Multimédia et Internet : enjeux en termes de réglementation

Dossier : Le MultimédiaMagazine N°550 Décembre 1999
Par Vincent CHAMPAIN (91)

Évolution du cadre concurrentiel

1. Standards propriétaires et infrastructures

Évolution du cadre concurrentiel

1. Standards propriétaires et infrastructures

La prin­ci­pale “inno­va­tion” en ter­mes de fonc­tion­nement de la con­cur­rence tient à l’im­por­tance prise par les normes tech­niques, ou “stan­dards”. Un stan­dard pro­prié­taire est un lan­gage de com­mu­ni­ca­tion (util­isé pour échanges des infor­ma­tions) pro­priété d’une entre­prise don­née (le “pro­prié­taire”) qui choisit de ne pas en décrire le fonc­tion­nement (toute per­son­ne rece­vant un mes­sage dans ce lan­gage devant se dot­er d’un logi­ciel de lec­ture fac­turé par le pro­prié­taire) ou d’en mod­i­fi­er les car­ac­téris­tiques sans préavis.

Les for­mats (c’est-à-dire la façon d’in­ter­préter les don­nées qu’ils con­ti­en­nent per­me­t­tant d’en affich­er et d’en exploiter le con­tenu) des fichiers “Word” ou “Excel” sont des exem­ples de “stan­dards pro­prié­taires”. Au con­traire, le for­mat “texte sim­ple” est un “stan­dard pub­lic”, qui n’ap­par­tient à per­son­ne et dont les car­ac­téris­tiques sont claire­ment établies (n’im­porte qui peut com­mer­cialis­er un logi­ciel com­mu­ni­quant à l’aide de ce standard).

Pour le fonc­tion­nement des marchés de l’in­for­ma­tion et du mul­ti­mé­dia, les com­posantes “physiques” (matériel et réseau de télé­com­mu­ni­ca­tions) ne sont pas moins impor­tantes que les com­posantes “logi­cielles” : la com­mu­ni­ca­tion avec d’autres inter­locu­teurs néces­site autant l’u­til­i­sa­tion d’une ligne télé­phonique que d’un lan­gage commun.

Or ce lan­gage com­mun peut être la pro­priété d’une seule entre­prise, au même titre que l’opéra­teur nation­al est sou­vent le seul à pos­séder les lignes aboutis­sant chez les util­isa­teurs indi­vidu­els. Ce qui pose prob­lème — et donne lieu à une régu­la­tion spé­ci­fique de la part de l’Au­torité de régu­la­tion des télé­com­mu­ni­ca­tions — dans un cas est égale­ment source de dif­fi­cultés dans l’autre.

Com­posantes “physiques” et “logi­cielles” ne sont pas en réal­ité totale­ment com­pa­ra­bles.

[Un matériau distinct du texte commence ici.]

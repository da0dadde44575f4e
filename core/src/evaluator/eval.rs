//! The evaluator's node dispatch.

use crate::ast::{BlockStatement, Expression, Program, Statement};
use crate::evaluator::operators;
use crate::stdlib;
use crate::values::{Env, Environment, Function, Value};
use std::rc::Rc;

/// Evaluate a whole program in `env`.
///
/// Statements run in order; the last statement's value is the program
/// result. A top-level `Return` is unwrapped here, and a top-level
/// `Error` ends evaluation immediately.
pub fn eval<'a>(program: &Program<'a>, env: &Env<'a>) -> Value<'a> {
    let mut result = Value::NULL;

    for statement in program.statements {
        result = eval_statement(statement, env);
        match result {
            Value::Return(inner) => return *inner,
            error @ Value::Error(_) => return error,
            other => result = other,
        }
    }

    result
}

fn eval_statement<'a>(statement: &Statement<'a>, env: &Env<'a>) -> Value<'a> {
    match *statement {
        Statement::Expression { expression, .. } => eval_expression(expression, env),
        Statement::Let { name, value, .. } => {
            let value = eval_expression(value, env);
            if value.is_error() {
                return value;
            }
            env.borrow_mut().set(name.value, value);
            // A binding produces no observable value.
            Value::NULL
        }
        Statement::Return { value, .. } => {
            let value = eval_expression(value, env);
            if value.is_error() {
                return value;
            }
            Value::Return(Box::new(value))
        }
    }
}

/// Evaluate a block, stopping at the first `Return` or `Error` and
/// passing it upward *without* unwrapping, so a `return` deep inside
/// nested blocks still reaches the enclosing call boundary.
fn eval_block<'a>(block: &BlockStatement<'a>, env: &Env<'a>) -> Value<'a> {
    let mut result = Value::NULL;

    for statement in block.statements {
        result = eval_statement(statement, env);
        if matches!(result, Value::Return(_) | Value::Error(_)) {
            return result;
        }
    }

    result
}

fn eval_expression<'a>(expression: &Expression<'a>, env: &Env<'a>) -> Value<'a> {
    // AST nodes are plain `Copy` arena references; matching by value keeps
    // the `'a` lifetimes of the children intact.
    match *expression {
        Expression::Integer { value, .. } => Value::Integer(value),
        Expression::Boolean { value, .. } => Value::from_bool(value),
        Expression::Str { value, .. } => Value::Str(Rc::from(value)),

        Expression::Array { elements, .. } => {
            let mut values = Vec::with_capacity(elements.len());
            for element in elements.iter().copied() {
                let value = eval_expression(element, env);
                if value.is_error() {
                    return value;
                }
                values.push(value);
            }
            Value::Array(Rc::new(values))
        }

        Expression::Identifier(identifier) => {
            let bound = env.borrow().get(identifier.value);
            bound
                .or_else(|| stdlib::lookup(identifier.value))
                .unwrap_or_else(|| {
                    Value::Error(format!("Identifier Not Found: {}", identifier.value))
                })
        }

        Expression::Prefix {
            operator, right, ..
        } => {
            let right = eval_expression(right, env);
            if right.is_error() {
                return right;
            }
            operators::eval_prefix(operator, right)
        }

        Expression::Infix {
            operator,
            left,
            right,
            ..
        } => {
            let left = eval_expression(left, env);
            if left.is_error() {
                return left;
            }
            let right = eval_expression(right, env);
            if right.is_error() {
                return right;
            }
            operators::eval_infix(left, operator, right)
        }

        Expression::Index { left, index, .. } => {
            let left = eval_expression(left, env);
            if left.is_error() {
                return left;
            }
            let index = eval_expression(index, env);
            if index.is_error() {
                return index;
            }
            operators::eval_index(left, index)
        }

        Expression::If {
            condition,
            consequence,
            alternative,
            ..
        } => {
            let condition = eval_expression(condition, env);
            if condition.is_error() {
                return condition;
            }
            if condition.is_truthy() {
                eval_block(consequence, env)
            } else if let Some(alternative) = alternative {
                eval_block(alternative, env)
            } else {
                Value::NULL
            }
        }

        Expression::Function {
            parameters, body, ..
        } => Value::Function(Rc::new(Function {
            parameters,
            body,
            env: env.clone(),
        })),

        Expression::Call {
            function,
            arguments,
            ..
        } => {
            let function = eval_expression(function, env);
            if function.is_error() {
                return function;
            }

            let mut args = Vec::with_capacity(arguments.len());
            for argument in arguments.iter().copied() {
                let value = eval_expression(argument, env);
                if value.is_error() {
                    return value;
                }
                args.push(value);
            }

            apply_function(function, &args)
        }
    }
}

/// Apply a callable to already-evaluated arguments.
///
/// User functions run their body in a fresh environment enclosed by the
/// captured one, with parameters bound positionally; a `Return` from the
/// body is unwrapped here. Built-ins are invoked directly.
fn apply_function<'a>(function: Value<'a>, args: &[Value<'a>]) -> Value<'a> {
    match function {
        Value::Function(function) => {
            if args.len() != function.parameters.len() {
                return stdlib::wrong_argument_count(function.parameters.len(), args.len());
            }

            let env = Environment::new_enclosed(function.env.clone());
            for (parameter, argument) in function.parameters.iter().zip(args) {
                env.borrow_mut().set(parameter.value, argument.clone());
            }

            match eval_block(function.body, &env) {
                Value::Return(inner) => *inner,
                other => other,
            }
        }
        Value::Builtin(builtin) => (builtin.apply)(args),
        other => Value::Error(format!(
            "Object is not a Function! Received a '{}'",
            other.type_name()
        )),
    }
}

Dans le pre­mier cas, sché­ma­tique­ment, le mono­pole utilise des ressources “rares” (ban­des de fréquences par exem­ple), alors que la créa­tion d’un logi­ciel con­cur­rent ne con­somme pas de telles ressources.

De plus, en théorie, s’il était col­lec­tive­ment rentable de dévelop­per un stan­dard con­cur­rent, une entre­prise aurait intérêt à le faire : le seul fait que le marché ne pro­pose pas de con­cur­rent est analysé par cer­tains écon­o­mistes comme une preuve de l’ab­sence d’in­térêt d’une solu­tion analogue.

2. Interventions envisageables

Cer­tains esti­ment que les util­isa­teurs sont pleine­ment infor­més des con­séquences futures du choix d’un logi­ciel recourant à de tels stan­dards (c’est-à-dire le fait de pou­voir dif­fi­cile­ment chang­er de logi­ciel ultérieure­ment), et qu’il n’y a pas lieu de légifér­er en dehors des cas de volon­té délictueuse explicite. Dans cette con­cep­tion, la loi ne serait pas là pour (sic) “pro­téger les imbéciles”.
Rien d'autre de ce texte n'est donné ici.